Anyhow, today I did some brakeline and fuel line work. A number of things went wrong, so not a good day. I needed a line that had two different size ends, and I didn't figure it out until quite a bit of time was wasted. Then another line was mislabeled, and must have been a metric size, so would not screw into anywhere. I also didn't figure that out until some time was wasted. My fuel line had to be 81" long, so I spliced two lengths together and carefully measured the distance needed again. I cut the line a wee bit too long on purpose, then practiced double flaring the throw away piece. It came out pretty nice, with this newish and expensive tool. I got confident and cut off my fuel line to the right length and flared it, ------- badly, so I had to cut the line a wee bit shorter again. Luckily, then it was suppertime, and that went well.
Dealing with set backs make a person stronger. I learned my lesson. I buy premade lines and make them fit. I understand the better flaring tools work well. Your write up of the events of the day brought a smile to my face. Keep up the cool build on one of my favorite trucks.
I envy those guys that can run brake and fuel lines straight with uniform bends on 2 or more lines perfectly.

My best attempts always look like a batch of spaghettis.

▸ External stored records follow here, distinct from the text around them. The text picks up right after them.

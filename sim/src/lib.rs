//! Async subprocess driver for the pokemon-showdown battle simulator.
//!
//! This crate owns a `pokemon-showdown simulate-battle` child process
//! and exposes it as a structured, typed API: feed it a [`BattleSpec`],
//! submit [`Action`]s turn by turn, get back [`BattleState`] snapshots.
//!
//! # One-shot simulation
//!
//! ```no_run
//! use porygon_sim::{Action, ActionSpec, BattleSpec, Format, Player, simulate};
//! use porygon_team::Dex;
//!
//! # async fn run(teams: Vec<Vec<porygon_team::PokemonSpec>>, dex: Dex) -> Result<(), porygon_sim::SimError> {
//! let spec = BattleSpec::new(Format::Gen8AnythingGoes, teams);
//! let actions = vec![
//!     Action::new(Player::P1, vec![ActionSpec::mov(1)]),
//!     Action::new(Player::P2, vec![ActionSpec::mov(0)]),
//! ];
//!
//! let state = simulate(&spec, &actions, &dex).await?;
//! println!("turn {} winner {:?}", state.turn, state.winner);
//! # Ok(())
//! # }
//! ```
//!
//! # Interactive sessions
//!
//! ```no_run
//! use porygon_sim::{Action, ActionSpec, BattleSpec, Format, Player, Session};
//! use porygon_team::Dex;
//!
//! # async fn run(spec: BattleSpec, dex: Dex) -> Result<(), porygon_sim::SimError> {
//! let mut session = Session::start("pokemon-showdown", &spec, &dex).await?;
//!
//! let state = session
//!     .turn(&[
//!         Action::new(Player::P1, vec![ActionSpec::mov(0)]),
//!         Action::new(Player::P2, vec![ActionSpec::switch(1)]),
//!     ])
//!     .await?;
//!
//! for event in &state.events {
//!     println!("{}", event);
//! }
//! session.stop().await;
//! # Ok(())
//! # }
//! ```
//!
//! Invalid and unavailable choices are returned as recoverable errors:
//! the session stays healthy and a corrected `turn` may be submitted.
//! Everything else (protocol violations, the child dying) is fatal and
//! latches.

pub mod error;
pub mod pump;
pub mod random;
pub mod session;
pub mod simulate;
pub mod spec;

pub use error::SimError;
pub use pump::Pump;
pub use random::random_team;
pub use session::Session;
pub use simulate::{ENV_POKEMON_SHOWDOWN, ENV_SIMULATION_TIMEOUT, simulate};
pub use spec::{BattleSpec, Format};

// Re-export the caller-facing types from the layer crates
pub use porygon_battle::{BattleState, MoveOption, Options, Pokemon, Side, Slot, StatusFlags};
pub use porygon_protocol::{Action, ActionKind, ActionSpec, Event, EventKind, Player, Subject};
pub use porygon_team::{Dex, PokemonSpec, Stats};
//! Reference-data lookup
//!
//! A [`Dex`] answers `lookup(id) -> descriptor | not-found` over the
//! showdown data files:
//!
//! - https://play.pokemonshowdown.com/data/pokedex.json
//! - https://play.pokemonshowdown.com/data/moves.json
//!
//! The data itself is not bundled; load it from disk or pass the JSON
//! directly. Lookups are by id: the name lowercased and stripped of
//! symbols, so `Charizard-Mega-X` and `charizardmegax` find the same
//! entry.

use std::collections::HashMap;
use std::path::Path;

use serde::Deserialize;

use crate::TeamError;
use crate::spec::Stats;

/// Removes non alpha-num chars and switches to lowercase.
/// 'Charizard-Mega-X' -> 'charizardmegax'. This makes name fields match
/// id fields as understood by pokemon-showdown.
pub fn strip(name: &str) -> String {
    name.chars()
        .filter(|c| c.is_ascii_alphanumeric())
        .collect::<String>()
        .to_lowercase()
}

/// Species data parsed from the showdown pokedex
#[derive(Debug, Clone, PartialEq, Deserialize)]
#[serde(rename_all = "camelCase")]
pub struct DexSpecies {
    /// National dex number; formes share the number of their base
    /// species
    pub num: i32,

    pub name: String,

    #[serde(default)]
    pub types: Vec<String>,

    /// Ability set keyed by slot ("0", "1", "H" for hidden)
    #[serde(default)]
    pub abilities: HashMap<String, String>,

    #[serde(default)]
    pub base_stats: Stats,

    #[serde(default)]
    pub tier: String,
}

impl DexSpecies {
    /// Some ability this species can carry, preferring the primary slot
    pub fn any_ability(&self) -> Option<&str> {
        if let Some(primary) = self.abilities.get("0") {
            return Some(primary);
        }
        let mut slots: Vec<&String> = self.abilities.keys().collect();
        slots.sort();
        slots
            .first()
            .and_then(|slot| self.abilities.get(*slot))
            .map(String::as_str)
    }

    /// Whether this species can carry the given ability, compared
    /// case- and symbol-insensitively
    pub fn has_ability(&self, ability: &str) -> bool {
        let wanted = strip(ability);
        self.abilities.values().any(|a| strip(a) == wanted)
    }
}

/// Move data parsed from the showdown move dex
#[derive(Debug, Clone, PartialEq, Deserialize)]
#[serde(rename_all = "camelCase")]
pub struct DexMove {
    pub num: i32,

    pub name: String,

    #[serde(default)]
    pub target: String,

    /// Maximum PP
    #[serde(default, rename = "pp")]
    pub max_pp: u32,

    #[serde(default)]
    pub base_power: u32,

    #[serde(default)]
    pub category: String,

    #[serde(default, rename = "type")]
    pub move_type: String,

    #[serde(default)]
    pub priority: i32,

    // accuracy can be either a bool or an int .. irritating
    #[serde(default)]
    accuracy: serde_json::Value,
}

impl DexMove {
    /// Accuracy out of 100; moves that cannot miss report 1000
    pub fn accuracy(&self) -> u32 {
        match &self.accuracy {
            serde_json::Value::Bool(_) => 1000,
            serde_json::Value::Number(n) => n.as_u64().unwrap_or(0) as u32,
            _ => 0,
        }
    }
}

/// The reference-data lookup service
#[derive(Debug, Clone, Default)]
pub struct Dex {
    species: HashMap<String, DexSpecies>,
    moves: HashMap<String, DexMove>,
}

impl Dex {
    /// Build a dex from showdown-format pokedex and move JSON
    pub fn from_json(pokedex: &str, movedex: &str) -> Result<Self, TeamError> {
        let species: HashMap<String, DexSpecies> = serde_json::from_str(pokedex)?;
        let moves: HashMap<String, DexMove> = serde_json::from_str(movedex)?;

        Ok(Dex {
            species: species.into_iter().map(|(k, v)| (strip(&k), v)).collect(),
            moves: moves.into_iter().map(|(k, v)| (strip(&k), v)).collect(),
        })
    }

    /// Load a dex from showdown-format JSON files on disk
    pub fn load(
        pokedex: impl AsRef<Path>,
        movedex: impl AsRef<Path>,
    ) -> Result<Self, TeamError> {
        let pokedex = std::fs::read_to_string(pokedex)?;
        let movedex = std::fs::read_to_string(movedex)?;
        Self::from_json(&pokedex, &movedex)
    }

    /// Species data by name or id
    pub fn species(&self, id: &str) -> Result<&DexSpecies, TeamError> {
        self.species
            .get(&strip(id))
            .ok_or_else(|| TeamError::NotFound {
                kind: "pokemon",
                id: strip(id),
            })
    }

    /// Move data by name or id
    pub fn mov(&self, id: &str) -> Result<&DexMove, TeamError> {
        self.moves.get(&strip(id)).ok_or_else(|| TeamError::NotFound {
            kind: "move",
            id: strip(id),
        })
    }
}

Not going to see many pictures on my brake and fuel lines.
Function is the goal, pretty is optional.
I don't do optional very often.
I’m with Bob and Gene, I buy premade easy bend lines and connect them where needed. I don’t even own a double flare tool, only a single flare. If I have a line that’s a little too long, I make a loop near one end or somewhere toward the middle to take up the excess space. If you think out where to put the loop you can make it look sorta like the factory might have done it.
Today went a way better. Thanks Guys for the kind words.
I double flared the fuel line like a semi-pro. After mounting it, I grabbed a brakeline that was the right size but too long, bent it accordingly, marked it, cut it off and double flared it.
Then came the horrible task of cleaning up the work area and putting all of the tools away. I swept the floor and ran the engine crane in under the truck to get the motor and transmission out from the back end of the shop. Tomorrow I'll pull the pick-up out of the shop, turn it around and stuff it back in, onto the hoist, so I can drop the motor in and see how it fits.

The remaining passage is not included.